Sleep is a ubiquitous, indispensable brain function that maintains physiological homeostasis. Despite its importance, people living in modern society often suffer from sleep problems such as daytime sleepiness and insomnia. Sleep is strongly affected by internal and external environmental cues, including circadian rhythms and feeding. Food choice and the misalignment of feeding habits (i.e., what and when to eat) affect the size, composition, and diurnal rhythmicity of the gut microbiota1,2,3. Fluctuations in the gut microbiota cause the alteration of metabolic state because many of the metabolites found in the intestinal lumen are produced by the microbiota, which processes compounds derived from foods4,5,6,7,8,9. The intestinal metabolic state is closely connected to brain function through the circulatory system and vagus nerve. These interactions are known as the “brain–gut axis” or “microbiota–gut–brain axis”9,10. Dysbiosis of the gut microbiota leads to the impairment of brain functions such as memory formation, cognitive function, mental health, and circadian rhythmicity9,11,12,13. Accordingly, the gut microbiota may also affect the sleep/wake cycle, representing fundamental brain state transitions. However, the impact of gut microbiota on sleep regulation has not been evaluated precisely.
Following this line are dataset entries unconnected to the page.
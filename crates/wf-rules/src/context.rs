//! Evaluation context
//!
//! Read-only snapshot handed to the engine for one evaluation pass. The
//! engine never owns or mutates it.

use std::borrow::Cow;

use serde::{Deserialize, Serialize};

use crate::rules::RuleOutcome;

/// Wedges selected by the current spin
#[derive(Debug, Clone, PartialEq, Eq, Serialize, Deserialize)]
#[serde(rename_all = "camelCase")]
pub struct SpinSelection {
    pub outer_wedge_id: String,
    /// None on single-wheel setups
    #[serde(default)]
    pub inner_wedge_id: Option<String>,
    #[serde(default)]
    pub outer_label: String,
    #[serde(default)]
    pub inner_label: Option<String>,
}

impl SpinSelection {
    pub fn new(outer_wedge_id: &str, inner_wedge_id: Option<&str>) -> Self {
        Self {
            outer_wedge_id: outer_wedge_id.to_string(),
            inner_wedge_id: inner_wedge_id.map(str::to_string),
            outer_label: String::new(),
            inner_label: None,
        }
    }

    /// Attach display labels
    pub fn with_labels(mut self, outer: &str, inner: Option<&str>) -> Self {
        self.outer_label = outer.to_string();
        self.inner_label = inner.map(str::to_string);
        self
    }
}

/// One past turn, as recorded by the score/history store
#[derive(Debug, Clone, PartialEq, Eq, Serialize, Deserialize)]
#[serde(rename_all = "camelCase")]
pub struct TurnResult {
    pub player_id: String,
    pub round_number: u32,
    pub outer_wedge_id: String,
    #[serde(default)]
    pub inner_wedge_id: Option<String>,
    /// Points scored this turn
    pub points: i64,
    pub outcome: RuleOutcome,
}

/// Per-evaluation snapshot. The history is usually lent by the
/// score/history store for the duration of one pass.
#[derive(Debug, Clone, PartialEq, Serialize, Deserialize)]
#[serde(rename_all = "camelCase")]
pub struct RuleEvaluationContext<'a> {
    pub player_id: String,
    pub current_spin: SpinSelection,
    #[serde(default)]
    pub player_score: i64,
    /// Chronological, all players
    #[serde(default)]
    pub game_history: Cow<'a, [TurnResult]>,
    #[serde(default)]
    pub round_number: u32,
}

impl<'a> RuleEvaluationContext<'a> {
    pub fn new(player_id: &str, current_spin: SpinSelection) -> Self {
        Self {
            player_id: player_id.to_string(),
            current_spin,
            player_score: 0,
            game_history: Cow::Borrowed(&[]),
            round_number: 0,
        }
    }

    pub fn with_score(mut self, score: i64) -> Self {
        self.player_score = score;
        self
    }

    /// Owned (`Vec`) or lent (`&[TurnResult]`) history
    pub fn with_history(mut self, history: impl Into<Cow<'a, [TurnResult]>>) -> Self {
        self.game_history = history.into();
        self
    }

    pub fn with_round(mut self, round: u32) -> Self {
        self.round_number = round;
        self
    }

    /// This player's turns, oldest first
    pub fn player_history(&self) -> impl Iterator<Item = &TurnResult> {
        self.game_history
            .iter()
            .filter(move |t| t.player_id == self.player_id)
    }
}

#[cfg(test)]
mod tests {
    use super::*;

    #[test]
    fn test_context_json_shape() {
        let json = r#"{
            "playerId": "p1",
            "currentSpin": { "outerWedgeId": "gold", "innerWedgeId": "star" },
            "playerScore": 40,
            "roundNumber": 3
        }"#;
        let ctx: RuleEvaluationContext = serde_json::from_str(json).unwrap();
        assert_eq!(ctx.current_spin.inner_wedge_id.as_deref(), Some("star"));
        assert_eq!(ctx.player_score, 40);
        assert!(ctx.game_history.is_empty());
    }

    #[test]
    fn test_player_history_filters() {
        let turn = |player: &str, round| TurnResult {
            player_id: player.to_string(),
            round_number: round,
            outer_wedge_id: "x".to_string(),
            inner_wedge_id: None,
            points: 1,
            outcome: RuleOutcome::Continue,
        };
        let ctx = RuleEvaluationContext::new("p2", SpinSelection::new("x", None))
            .with_history(vec![turn("p1", 1), turn("p2", 1), turn("p1", 2), turn("p2", 2)]);
        let rounds: Vec<u32> = ctx.player_history().map(|t| t.round_number).collect();
        assert_eq!(rounds, vec![1, 2]);
    }

    #[test]
    fn test_lent_history_is_not_copied() {
        let store = vec![TurnResult {
            player_id: "p1".to_string(),
            round_number: 1,
            outer_wedge_id: "x".to_string(),
            inner_wedge_id: None,
            points: 3,
            outcome: RuleOutcome::Win,
        }];
        let ctx = RuleEvaluationContext::new("p1", SpinSelection::new("x", None))
            .with_history(store.as_slice());
        assert!(matches!(ctx.game_history, Cow::Borrowed(_)));
        assert_eq!(ctx.player_history().count(), 1);
    }
}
In this study, we analyzed the electroencephalogram (EEG)/electromyogram (EMG)-based sleep/awake architecture to examine whether the gut microbiota contributes to sleep/wake regulation. Feeding habits can simultaneously alter the composition of the gut microbiota and stimulate peripheral sensations that evoke a variety of signals that travel to the brain. To evaluate the effect of the gut microbiota on sleep while excluding feeding signals, antibiotic-induced microbiota-depleted (AIMD) mice, which were treated for 4 weeks with broad-spectrum antibiotics dissolved in drinking water, were compared with control mice drinking normal water6,8,14. Metabolome profiling of cecal contents was performed to compare the AIMD and control conditions and to determine which metabolites might be involved in sleep/wake regulation. Then, the wakefulness, non-rapid eye movement sleep (NREMS), and rapid eye movement sleep (REMS) states were determined in the AIMD and control mice according to the EEG/EMG definition of sleep to reveal detailed structural alterations and effects on the sleep EEG spectrum.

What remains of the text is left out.